2. Simultaneously herewith, the Company is paying Xx. Xxxxxxx $1.0 million to repurchase all of his equity interest in Holding I pursuant to the Stock Repurchase Agreement, attached hereto as Exhibit B.
3. The Separation Benefits shall be subject to any and all applicable withholding taxes or other amounts required by law to be withheld.
4. In consideration of the Separation Benefits, Xx. Xxxxxxx releases and forever discharges the Companies, their affiliates, stockholders, subsidiaries, directors, officers and employees, and any affiliates, agents, representatives, successors and assigns of any of the foregoing, and directors and officers of the foregoing (collectively referred to as the “Releasees”), from any and all obligations, liabilities, damages, costs, claims, complaints, charges, or causes of action in law or equity that Xx.

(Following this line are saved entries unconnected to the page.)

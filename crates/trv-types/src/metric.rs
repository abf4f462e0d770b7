use serde::{Deserialize, Serialize};
use strum::{AsRefStr, Display, EnumIter, EnumString};

/// Snapshot fields that can be selected in the dashboard chart.
#[derive(
    Debug,
    Clone,
    Copy,
    Default,
    Serialize,
    Deserialize,
    Hash,
    Eq,
    PartialEq,
    Ord,
    PartialOrd,
    Display,
    AsRefStr,
    EnumString,
    EnumIter,
)]
#[strum(ascii_case_insensitive)]
pub enum SnapshotMetric {
    #[default]
    #[serde(rename = "totalMarketValueUSD")]
    #[strum(serialize = "totalMarketValueUSD")]
    TotalMarketValueUsd,
    #[serde(rename = "accruedInterestUSD")]
    #[strum(serialize = "accruedInterestUSD")]
    AccruedInterestUsd,
    #[serde(rename = "benchmarkedEquityUSD")]
    #[strum(serialize = "benchmarkedEquityUSD")]
    BenchmarkedEquityUsd,
    #[serde(rename = "creditUSD")]
    #[strum(serialize = "creditUSD")]
    CreditUsd,
    #[serde(rename = "debtUSD")]
    #[strum(serialize = "debtUSD")]
    DebtUsd,
    #[serde(rename = "netDebtUSD")]
    #[strum(serialize = "netDebtUSD")]
    NetDebtUsd,
    #[serde(rename = "principalUSD")]
    #[strum(serialize = "principalUSD")]
    PrincipalUsd,
    #[serde(rename = "nominalEquityUSD")]
    #[strum(serialize = "nominalEquityUSD")]
    NominalEquityUsd,
    #[serde(rename = "nominalPerformance")]
    #[strum(serialize = "nominalPerformance")]
    NominalPerformance,
    #[serde(rename = "benchmarkPerformance")]
    #[strum(serialize = "benchmarkPerformance")]
    BenchmarkPerformance,
}

impl SnapshotMetric {
    pub const fn as_str(&self) -> &'static str {
        match self {
            Self::TotalMarketValueUsd => "totalMarketValueUSD",
            Self::AccruedInterestUsd => "accruedInterestUSD",
            Self::BenchmarkedEquityUsd => "benchmarkedEquityUSD",
            Self::CreditUsd => "creditUSD",
            Self::DebtUsd => "debtUSD",
            Self::NetDebtUsd => "netDebtUSD",
            Self::PrincipalUsd => "principalUSD",
            Self::NominalEquityUsd => "nominalEquityUSD",
            Self::NominalPerformance => "nominalPerformance",
            Self::BenchmarkPerformance => "benchmarkPerformance",
        }
    }

    /// Label shown in the metric picker.
    pub const fn label(&self) -> &'static str {
        match self {
            Self::TotalMarketValueUsd => "Total Market Value",
            Self::AccruedInterestUsd => "Accrued Interest",
            Self::BenchmarkedEquityUsd => "Benchmarked Equity",
            Self::CreditUsd => "Credit",
            Self::DebtUsd => "Debt",
            Self::NetDebtUsd => "Net Debt",
            Self::PrincipalUsd => "Principal",
            Self::NominalEquityUsd => "Nominal Equity",
            Self::NominalPerformance => "Nominal Performance",
            Self::BenchmarkPerformance => "Benchmark Performance",
        }
    }

    pub const fn unit(&self) -> MetricUnit {
        match self {
            Self::NominalPerformance | Self::BenchmarkPerformance => MetricUnit::Percent,
            _ => MetricUnit::Usd,
        }
    }

    /// Metrics that are always charted next to this one for a single strategy.
    pub const fn companions(&self) -> &'static [Self] {
        match self {
            Self::NetDebtUsd => &[Self::DebtUsd, Self::CreditUsd],
            _ => &[],
        }
    }

    /// Per-token field that decomposes this metric across the strategy assets.
    pub const fn token_breakdown(&self) -> Option<TokenMetric> {
        match self {
            Self::DebtUsd => Some(TokenMetric::DebtUsd),
            Self::CreditUsd => Some(TokenMetric::CreditUsd),
            Self::PrincipalUsd => Some(TokenMetric::PrincipalUsd),
            Self::AccruedInterestUsd => Some(TokenMetric::AccruedInterestUsd),
            Self::TotalMarketValueUsd => Some(TokenMetric::MarketValueUsd),
            Self::BenchmarkedEquityUsd
            | Self::NetDebtUsd
            | Self::NominalEquityUsd
            | Self::NominalPerformance
            | Self::BenchmarkPerformance => None,
        }
    }

    /// Resolves a user supplied metric id, falling back to the default metric
    /// when the id is missing or unknown.
    pub fn from_param(param: Option<&str>) -> Self {
        param.and_then(|p| p.parse().ok()).unwrap_or_default()
    }
}

#[derive(Debug, Clone, Copy, Serialize, Deserialize, Hash, Eq, PartialEq)]
pub enum MetricUnit {
    #[serde(rename = "USD")]
    Usd,
    #[serde(rename = "%")]
    Percent,
}

impl MetricUnit {
    pub const fn as_str(&self) -> &'static str {
        match self {
            Self::Usd => "USD",
            Self::Percent => "%",
        }
    }
}

/// Numeric fields carried by every entry of `strategyTokens`.
#[derive(Debug, Clone, Copy, Serialize, Deserialize, Hash, Eq, PartialEq)]
pub enum TokenMetric {
    #[serde(rename = "debtUSD")]
    DebtUsd,
    #[serde(rename = "creditUSD")]
    CreditUsd,
    #[serde(rename = "principalUSD")]
    PrincipalUsd,
    #[serde(rename = "accruedInterestUSD")]
    AccruedInterestUsd,
    #[serde(rename = "marketValueUSD")]
    MarketValueUsd,
}

impl TokenMetric {
    pub const fn as_str(&self) -> &'static str {
        match self {
            Self::DebtUsd => "debtUSD",
            Self::CreditUsd => "creditUSD",
            Self::PrincipalUsd => "principalUSD",
            Self::AccruedInterestUsd => "accruedInterestUSD",
            Self::MarketValueUsd => "marketValueUSD",
        }
    }
}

Xxxxxxx or his heirs, administrators, successors, or assigns may now have or may ever have against any Releasee, whether accrued, absolute, contingent, unliquidated or otherwise, and whether known or unknown on the date hereof, which have or may have arisen out of any act or omission occurring, or state of facts existing, on or prior to the date of execution of this Agreement (collectively “Claims”), including but not limited to (a) Claims in any way related to Xx. Xxxxxxx’x employment with the Companies or the termination of that employment, including, but not limited to, pursuant to the Stock Option Agreement, dated as of February 6, 2006, between Xx. Xxxxxxx and Holding I, and
- 2 -
(b) Claims based on federal, state or local law or regulation or the common law, including but not limited to Claims in any way related to Title VII of the Civil Rights Act of 1964, the Illinois Human Rights Act, the Equal Pay Act, the Fair Labor Standards Act, the Americans with Disabilities Act, the Employee Retirement Income Security Act of 1974, as amended, the Age Discrimination in Employment Act, all applicable state and local labor and employment laws (including all laws concerning discrimination, unlawful and unfair labor and employment practices), breach of contract, wrongful discharge, defamation or intentional infliction of emotional distress (the “Release”).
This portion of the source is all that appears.